### ACTIVITY
Among the lines below, list those containing the string "Clone".

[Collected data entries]
------------------------------------------------

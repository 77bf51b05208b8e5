//! # Emitter Sensor Fusion
//!
//! Derives the per-packet condition flags from raw sensor snapshots and
//! short internal histories: motion, fall (with a latched cooldown),
//! unstable environment, stationarity, GPS validity and the relative
//! altitude against the boot baseline.

use std::collections::VecDeque;

use crate::beacon::BeaconFlags;
use crate::config::EmitterConfig;
use crate::platform::SensorSnapshot;

/// Deviation from 1 g that counts as motion
const MOTION_ACCEL_DEVIATION_G: f64 = 0.1;

/// Rotation rate that counts as motion when no accelerometer is present
const MOTION_GYRO_RAD_S: f64 = 0.5;

/// Acceleration magnitudes retained for fall detection
const ACCEL_WINDOW_LEN: usize = 10;

/// Samples required before fall detection arms
const FALL_ARM_LEN: usize = 5;

/// Free-fall threshold, g
const FREE_FALL_G: f64 = 0.5;

/// Impact threshold, g
const IMPACT_G: f64 = 2.5;

/// How far |z| may deviate from 1 g in the post-fall posture check
const POSTURE_Z_TOLERANCE_G: f64 = 0.3;

/// Maximum |x| and |y| in the post-fall posture check
const POSTURE_XY_MAX_G: f64 = 0.5;

/// Gyro magnitudes retained for the unstable-environment gate
const GYRO_WINDOW_LEN: usize = 20;

/// Samples required before the unstable-environment gate arms
const UNSTABLE_ARM_LEN: usize = 10;

/// Mean rotation rate above which the environment counts as unstable
const UNSTABLE_MEAN_RAD_S: f64 = 1.0;

/// Rotation-rate variance above which the environment counts as unstable
const UNSTABLE_VARIANCE: f64 = 0.5;

/// Battery fraction below which the low-battery flag is set
const LOW_BATTERY_FRACTION: f64 = 0.20;

/// Altitude baseline captured at the first usable snapshot after boot
#[derive(Debug, Clone, Copy)]
enum AltitudeBaseline {
    /// Barometric reference, metres
    Barometric(f64),

    /// GPS altitude reference, metres (no barometer on this device)
    Gps(f64),
}

/// Fusion output feeding the payload encoder
#[derive(Debug, Clone, Copy, PartialEq)]
pub struct FusionOutput {
    pub flags: BeaconFlags,
    pub battery_pct: f64,
    pub latitude: f32,
    pub longitude: f32,
    pub altitude_msl_m: f64,
    pub relative_altitude_cm: f64,
}

/// Stateful sensor fusion for one emitter
pub struct SensorFusion {
    gps_valid_max_m: f64,
    fall_cooldown_ms: u64,
    accel_window: VecDeque<f64>,
    gyro_window: VecDeque<f64>,
    baseline: Option<AltitudeBaseline>,
    fall_latched_until_ms: Option<u64>,
    sos_active: bool,
}

impl SensorFusion {
    pub fn new(config: &EmitterConfig) -> Self {
        Self {
            gps_valid_max_m: config.gps_valid_max_m,
            fall_cooldown_ms: config.fall_cooldown_ms,
            accel_window: VecDeque::with_capacity(ACCEL_WINDOW_LEN),
            gyro_window: VecDeque::with_capacity(GYRO_WINDOW_LEN),
            baseline: None,
            fall_latched_until_ms: None,
            sos_active: false,
        }
    }

    /// Assert or clear the external SOS input
    pub fn set_sos(&mut self, active: bool) {
        self.sos_active = active;
    }

    /// Fuse one sensor snapshot into payload fields
    ///
    /// Call exactly once per transmit tick; the call advances the
    /// acceleration and gyro windows.
    pub fn fuse(&mut self, snapshot: &SensorSnapshot, now_ms: u64) -> FusionOutput {
        if let Some(accel) = snapshot.accel {
            push_bounded(&mut self.accel_window, accel.magnitude(), ACCEL_WINDOW_LEN);
        }
        if let Some(gyro) = snapshot.gyro {
            push_bounded(&mut self.gyro_window, gyro.magnitude(), GYRO_WINDOW_LEN);
        }
        self.capture_baseline(snapshot);

        let motion_detected = self.detect_motion(snapshot);
        let fall_detected = self.detect_fall(snapshot, now_ms);
        let unstable_environment = self.detect_unstable_environment();

        let battery_level = snapshot.battery.level.clamp(0.0, 1.0);
        let low_battery = snapshot.battery.level >= 0.0 && snapshot.battery.level < LOW_BATTERY_FRACTION;

        let gps_valid = snapshot
            .location
            .map(|loc| loc.accuracy_m.is_finite() && loc.accuracy_m < self.gps_valid_max_m)
            .unwrap_or(false);

        // Without a valid fix the coordinates are blanked; the receiver
        // retains the last known position, never the emitter.
        let (latitude, longitude, altitude_msl_m) = match snapshot.location {
            Some(loc) if gps_valid => (
                loc.latitude as f32,
                loc.longitude as f32,
                loc.altitude_m.clamp(-500.0, 9000.0),
            ),
            _ => (0.0, 0.0, 0.0),
        };

        let flags = BeaconFlags {
            motion_detected,
            is_charging: snapshot.battery.charging,
            sos_activated: self.sos_active,
            low_battery,
            gps_valid,
            stationary: !motion_detected,
            fall_detected,
            unstable_environment,
        };

        FusionOutput {
            flags,
            battery_pct: battery_level * 100.0,
            latitude,
            longitude,
            altitude_msl_m,
            relative_altitude_cm: self.relative_altitude_cm(snapshot),
        }
    }

    fn capture_baseline(&mut self, snapshot: &SensorSnapshot) {
        if self.baseline.is_some() {
            return;
        }
        if let Some(altimeter) = snapshot.altimeter {
            self.baseline = Some(AltitudeBaseline::Barometric(altimeter.relative_m));
        } else if let Some(location) = snapshot.location {
            self.baseline = Some(AltitudeBaseline::Gps(location.altitude_m));
        }
    }

    fn detect_motion(&self, snapshot: &SensorSnapshot) -> bool {
        if let Some(accel) = snapshot.accel {
            (accel.magnitude() - 1.0).abs() > MOTION_ACCEL_DEVIATION_G
        } else if let Some(gyro) = snapshot.gyro {
            gyro.magnitude() > MOTION_GYRO_RAD_S
        } else {
            false
        }
    }

    fn detect_fall(&mut self, snapshot: &SensorSnapshot, now_ms: u64) -> bool {
        let cooldown_expired = self.fall_latched_until_ms.map_or(true, |until| now_ms >= until);

        if cooldown_expired && self.accel_window.len() >= FALL_ARM_LEN {
            let free_fall = self.accel_window.iter().any(|&m| m < FREE_FALL_G);
            let impact = self.accel_window.iter().any(|&m| m > IMPACT_G);
            let posture = snapshot.accel.map_or(false, |a| {
                (a.z.abs() - 1.0).abs() <= POSTURE_Z_TOLERANCE_G
                    && a.x.abs() < POSTURE_XY_MAX_G
                    && a.y.abs() < POSTURE_XY_MAX_G
            });

            if free_fall && impact && posture {
                self.fall_latched_until_ms = Some(now_ms + self.fall_cooldown_ms);
            }
        }

        // Latched until the cooldown deadline regardless of live sensors
        self.fall_latched_until_ms
            .map_or(false, |until| now_ms < until)
    }

    fn detect_unstable_environment(&self) -> bool {
        if self.gyro_window.len() < UNSTABLE_ARM_LEN {
            return false;
        }
        let n = self.gyro_window.len() as f64;
        let mean = self.gyro_window.iter().sum::<f64>() / n;
        let variance = self
            .gyro_window
            .iter()
            .map(|m| (m - mean) * (m - mean))
            .sum::<f64>()
            / n;
        mean > UNSTABLE_MEAN_RAD_S && variance > UNSTABLE_VARIANCE
    }

    fn relative_altitude_cm(&self, snapshot: &SensorSnapshot) -> f64 {
        match (self.baseline, snapshot.altimeter, snapshot.location) {
            (Some(AltitudeBaseline::Barometric(start)), Some(altimeter), _) => {
                (altimeter.relative_m - start) * 100.0
            }
            (Some(AltitudeBaseline::Gps(start)), None, Some(location)) => {
                (location.altitude_m - start) * 100.0
            }
            _ => 0.0,
        }
    }
}

fn push_bounded(window: &mut VecDeque<f64>, value: f64, cap: usize) {
    window.push_back(value);
    while window.len() > cap {
        window.pop_front();
    }
}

------------------------------------------------

### ANSWER SECTION
#[derive(Debug, Clone, Copy)]
#[derive(Debug, Clone, Copy, PartialEq)]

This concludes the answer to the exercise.